姮音两眼滴溜溜转了一圈,举着镜子,掏出盒廉价胭脂,用力拍在脸颊上,上妆动作有点笨拙,搞得自己被浓烈花香呛到,咳嗽了半天,把盒里的香粉涂在脸上,粉末乱飞,姮音前仰后合地打喷嚏,眼角都被搞红了。
王兰在外面问她:“你怎的啦?”
姮音喊道:“没事啊!我没事!”
喊完,她又连打三个喷嚏才消停。
她把镜子放在书桌上,把自己的长发绑起来,在脑袋后面绕啊绕,盘成发髻,就是手艺生疏,有几根不听话的发丝在脖子那块翘起来,姮音心累,也就不管了。
瞅着镜子里的自己,远看,似乎是有点像大人了,粉白皮肤,殷红旗袍,可是凑近了细瞧,敷了这么多东西,还是很青涩,像小孩偷偷穿了大人的衣裳,努力扮老成,但哪哪都不协调。
姮音冲着镜子咧嘴笑了笑。
管他呢,丑就丑呗,就是要这个功效。
王兰推门进来,本来是要催促她出门的,看到姮音这样子,哭笑不得:“你怎么把自己搞成这样,现在重新弄也来不及了,这样也好,显得庄重。”
姮音点头:“我也这么觉得。”
她妈妈对她,一直都是盲目自信的。
王兰迟疑道:“你要不把耳坠戴上?”
姮音摇头:“我不要,那就隆重过头了吧。”其实是她嫌麻烦,还不如让媒婆早点带她走,一锤定音,完了还能让这暑假消停点。
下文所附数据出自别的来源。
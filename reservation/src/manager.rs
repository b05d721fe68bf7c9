use std::{collections::HashSet, sync::Arc};

use abi::{
    percentage, Actor, Error, EventType, Reservation, ReservationConflictInfo, ReservationFilter,
    ReservationId, ReservationRequest, ReservationStats, ReservationStatus, Room, RoomId,
    RoomUsage, UsageStats,
};
use chrono::{DateTime, NaiveDate, NaiveTime, TimeDelta, Utc};
use mockable::{Clock, DefaultClock};
use tracing::{debug, info, warn};

use crate::{seed, CalendarProjector, ReservationStore, Rsvp};

impl Rsvp for ReservationStore {
    fn list_reservations(&self, filter: &ReservationFilter) -> Vec<Reservation> {
        let found: Vec<Reservation> = self
            .reservations
            .iter()
            .filter(|rsvp| filter.matches(rsvp))
            .cloned()
            .collect();
        debug!(?filter, found = found.len(), "listed reservations");
        found
    }

    fn check_overlap(
        &self,
        room_id: RoomId,
        date: NaiveDate,
        start: NaiveTime,
        end: NaiveTime,
        exclude: Option<ReservationId>,
    ) -> Vec<Reservation> {
        self.reservations
            .iter()
            .filter(|rsvp| {
                rsvp.room_id == room_id
                    && rsvp.date == date
                    && rsvp.is_blocking()
                    && exclude != Some(rsvp.id)
                    && rsvp.overlaps(start, end)
            })
            .cloned()
            .collect()
    }

    fn create_reservation(
        &mut self,
        actor: &Actor,
        request: ReservationRequest,
    ) -> Result<Reservation, Error> {
        request.validate()?;

        let room = self
            .room(request.room_id)
            .ok_or(Error::UnknownRoom(request.room_id))?;
        if !room.available {
            warn!(room_id = room.id, "booking refused, room is closed");
            return Err(Error::RoomUnavailable(room.id));
        }
        let room_name = room.name.clone();

        let event_type = self
            .event_type(request.event_type_id)
            .ok_or(Error::UnknownEventType(request.event_type_id))?;
        if !event_type.is_recommended_duration(request.duration_minutes()) {
            warn!(
                event_type = %event_type.name,
                minutes = request.duration_minutes(),
                min = event_type.min_duration_minutes,
                max = event_type.max_duration_minutes,
                "duration outside the recommended range"
            );
        }
        let event_type_name = event_type.name.clone();
        let requires_validation = event_type.requires_validation;

        let conflicts = self.check_overlap(
            request.room_id,
            request.date,
            request.start_time,
            request.end_time,
            None,
        );
        if !conflicts.is_empty() {
            let info = ReservationConflictInfo {
                new: request.window(),
                conflicting_ids: conflicts.iter().map(|rsvp| rsvp.id).collect(),
            };
            warn!(%info, "scheduling conflict");
            return Err(Error::SchedulingConflict(info));
        }

        let now = self.clock.utc();
        let (status, decided_at, decided_by) = if requires_validation {
            (ReservationStatus::Pending, None, None)
        } else {
            (ReservationStatus::Approved, Some(now), Some(actor.name.clone()))
        };

        let rsvp = Reservation {
            id: self.next_id(),
            requester_id: actor.id,
            requester_name: actor.name.clone(),
            room_id: request.room_id,
            room_name,
            event_type_id: request.event_type_id,
            event_type_name,
            subject: request.subject,
            date: request.date,
            start_time: request.start_time,
            end_time: request.end_time,
            status,
            requested_at: now,
            decided_at,
            decided_by,
            comments: request.comments,
        };
        self.reservations.insert(0, rsvp.clone());
        info!(id = rsvp.id, status = %rsvp.status, room = %rsvp.room_name, "reservation created");
        Ok(rsvp)
    }

    fn decide(
        &mut self,
        actor: &Actor,
        id: ReservationId,
        approve: bool,
        comment: Option<&str>,
    ) -> Result<Reservation, Error> {
        let now = self.clock.utc();
        let rsvp = self.find_mut(id)?;
        if !rsvp.status.is_decidable() {
            warn!(id, status = %rsvp.status, "reservation already decided");
            return Err(Error::InvalidTransition {
                id,
                status: rsvp.status,
            });
        }

        rsvp.status = if approve {
            ReservationStatus::Approved
        } else {
            ReservationStatus::Rejected
        };
        rsvp.decided_at = Some(now);
        rsvp.decided_by = Some(actor.name.clone());
        if let Some(comment) = comment.filter(|c| !c.is_empty()) {
            rsvp.comments = comment.to_string();
        }
        info!(id, status = %rsvp.status, by = %actor.name, "reservation decided");
        Ok(rsvp.clone())
    }

    fn cancel(&mut self, actor: &Actor, id: ReservationId) -> Result<Reservation, Error> {
        let rsvp = self.find_mut(id)?;
        let previous = rsvp.status;
        rsvp.status = ReservationStatus::Cancelled;
        info!(id, %previous, by = %actor.name, "reservation cancelled");
        Ok(rsvp.clone())
    }

    fn get(&self, id: ReservationId) -> Result<Reservation, Error> {
        self.reservations
            .iter()
            .find(|rsvp| rsvp.id == id)
            .cloned()
            .ok_or(Error::NotFound(id))
    }

    fn statistics(&self) -> ReservationStats {
        let today = self.today();
        let count = |status| {
            self.reservations
                .iter()
                .filter(|rsvp| rsvp.status == status)
                .count()
        };
        let total = self.reservations.len();
        let approved = count(ReservationStatus::Approved);

        ReservationStats {
            total,
            approved,
            pending: count(ReservationStatus::Pending),
            rejected: count(ReservationStatus::Rejected),
            today: self
                .reservations
                .iter()
                .filter(|rsvp| rsvp.date == today)
                .count(),
            approval_rate: percentage(approved, total),
        }
    }
}

impl ReservationStore {
    pub fn new(rooms: Vec<Room>, event_types: Vec<EventType>, clock: Arc<dyn Clock>) -> Self {
        Self {
            rooms,
            event_types,
            reservations: Vec::new(),
            clock,
        }
    }

    /// Store pre-filled with the demo rooms, event types and reservations.
    pub fn with_sample_data(clock: Arc<dyn Clock>) -> Self {
        Self {
            rooms: seed::sample_rooms(),
            event_types: seed::sample_event_types(),
            reservations: seed::sample_reservations(),
            clock,
        }
    }

    pub fn rooms(&self) -> &[Room] {
        &self.rooms
    }

    pub fn room(&self, id: RoomId) -> Option<&Room> {
        self.rooms.iter().find(|room| room.id == id)
    }

    pub fn event_types(&self) -> &[EventType] {
        &self.event_types
    }

    pub fn event_type(&self, id: abi::EventTypeId) -> Option<&EventType> {
        self.event_types.iter().find(|kind| kind.id == id)
    }

    /// Most recent first.
    pub fn reservations(&self) -> &[Reservation] {
        &self.reservations
    }

    pub fn recent(&self, limit: usize) -> &[Reservation] {
        &self.reservations[..limit.min(self.reservations.len())]
    }

    pub fn now(&self) -> DateTime<Utc> {
        self.clock.utc()
    }

    /// The local calendar date, used for "today" counters and suggestions.
    pub fn today(&self) -> NaiveDate {
        self.clock.local().date_naive()
    }

    pub fn calendar(&self, config: abi::CalendarConfig) -> CalendarProjector<'_> {
        CalendarProjector::new(self, config)
    }

    pub fn usage_stats(&self) -> UsageStats {
        let week_ago = self.clock.utc() - TimeDelta::days(7);
        let approved: Vec<&Reservation> = self
            .reservations
            .iter()
            .filter(|rsvp| rsvp.status == ReservationStatus::Approved)
            .collect();

        let mut usage: Vec<RoomUsage> = Vec::new();
        for rsvp in &approved {
            match usage.iter_mut().find(|u| u.name == rsvp.room_name) {
                Some(entry) => entry.count += 1,
                None => usage.push(RoomUsage {
                    name: rsvp.room_name.clone(),
                    count: 1,
                }),
            }
        }
        // first room to reach the highest count wins ties
        let most_used_room = usage.into_iter().fold(None, |best: Option<RoomUsage>, u| {
            match best {
                Some(b) if b.count >= u.count => Some(b),
                _ => Some(u),
            }
        });

        let average_duration_minutes = match i64::try_from(approved.len()) {
            Ok(n) if n > 0 => {
                let total: i64 = approved.iter().map(|rsvp| rsvp.duration_minutes()).sum();
                (total + n / 2).div_euclid(n)
            }
            _ => 0,
        };

        UsageStats {
            total_reservations: self.reservations.len(),
            weekly_reservations: self
                .reservations
                .iter()
                .filter(|rsvp| rsvp.requested_at >= week_ago)
                .count(),
            most_used_room,
            average_duration_minutes,
            approval_rate: percentage(approved.len(), self.reservations.len()),
        }
    }

    /// Swap the whole reservation list, e.g. from a snapshot. Nothing changes
    /// unless every record has `start < end` and a unique id.
    pub fn replace_reservations(&mut self, reservations: Vec<Reservation>) -> Result<(), Error> {
        if let Some(bad) = reservations.iter().find(|rsvp| !rsvp.has_valid_range()) {
            warn!(id = bad.id, "refusing reservation list with an invalid time range");
            return Err(Error::InvalidReservation(bad.id));
        }
        let mut seen = HashSet::with_capacity(reservations.len());
        if let Some(dup) = reservations.iter().find(|rsvp| !seen.insert(rsvp.id)) {
            warn!(id = dup.id, "refusing reservation list with a duplicate id");
            return Err(Error::InvalidReservation(dup.id));
        }
        info!(count = reservations.len(), "reservation list replaced");
        self.reservations = reservations;
        Ok(())
    }

    pub fn replace_rooms(&mut self, rooms: Vec<Room>) {
        self.rooms = rooms;
    }

    pub fn replace_event_types(&mut self, event_types: Vec<EventType>) {
        self.event_types = event_types;
    }

    fn next_id(&self) -> ReservationId {
        self.reservations
            .iter()
            .map(|rsvp| rsvp.id)
            .max()
            .unwrap_or(0)
            + 1
    }

    fn find_mut(&mut self, id: ReservationId) -> Result<&mut Reservation, Error> {
        self.reservations
            .iter_mut()
            .find(|rsvp| rsvp.id == id)
            .ok_or(Error::NotFound(id))
    }
}

impl Default for ReservationStore {
    fn default() -> Self {
        Self::new(Vec::new(), Vec::new(), Arc::new(DefaultClock))
    }
}
#![allow(dead_code)]

use std::{
    ops::Deref,
    path::{Path, PathBuf},
};

use abi::Config;
pub use reservation::test_utils::fixed_clock;
use tempfile::TempDir;

/// A config written to a private temp dir, snapshot path included.
pub struct TestConfig {
    pub config: Config,
    pub path: PathBuf,
    dir: TempDir,
}

impl TestConfig {
    pub fn new() -> Self {
        let dir = tempfile::tempdir().unwrap();
        let mut config = Config::default();
        config.storage.snapshot_path = Some(
            dir.path()
                .join("snapshots")
                .join("reservations.json")
                .to_string_lossy()
                .into_owned(),
        );
        let path = dir.path().join("config.yml");
        std::fs::write(&path, serde_yaml::to_string(&config).unwrap()).unwrap();
        Self { config, path, dir }
    }

    pub fn dir(&self) -> &Path {
        self.dir.path()
    }
}

impl Default for TestConfig {
    fn default() -> Self {
        Self::new()
    }
}

impl Deref for TestConfig {
    type Target = Config;

    fn deref(&self) -> &Self::Target {
        &self.config
    }
}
正想着,刘媒婆就准时来了她家,一进门看到姮音,先是愣了,紧着立刻就堆起笑容:“哎哟喂,姑娘这一打扮,可真是……”
她可真是了半天,也没找出个妥帖的词。
清澈的眼,年轻的身,浓艳的妆,古老的衣,她活了半辈子,没见过几次这般搭配,只能干笑两声,勉强道:“挺精神的,精神得很,走走走,别让人家等急了。”
于是,姮音就这么被刘媒婆拉出了家门。
北平的夏天燥热,这身不大合时宜的旗袍穿在身上实在闷得慌,姮音感觉自己后背已经沁出汗了,把衣服黏在身上,很不舒服。
几滴汗滑下来,恐怕脸上的粉要花了,她也不敢擦,只用指尖蹭了两下瞧了瞧,应该没有完全花,她也就放任不管了。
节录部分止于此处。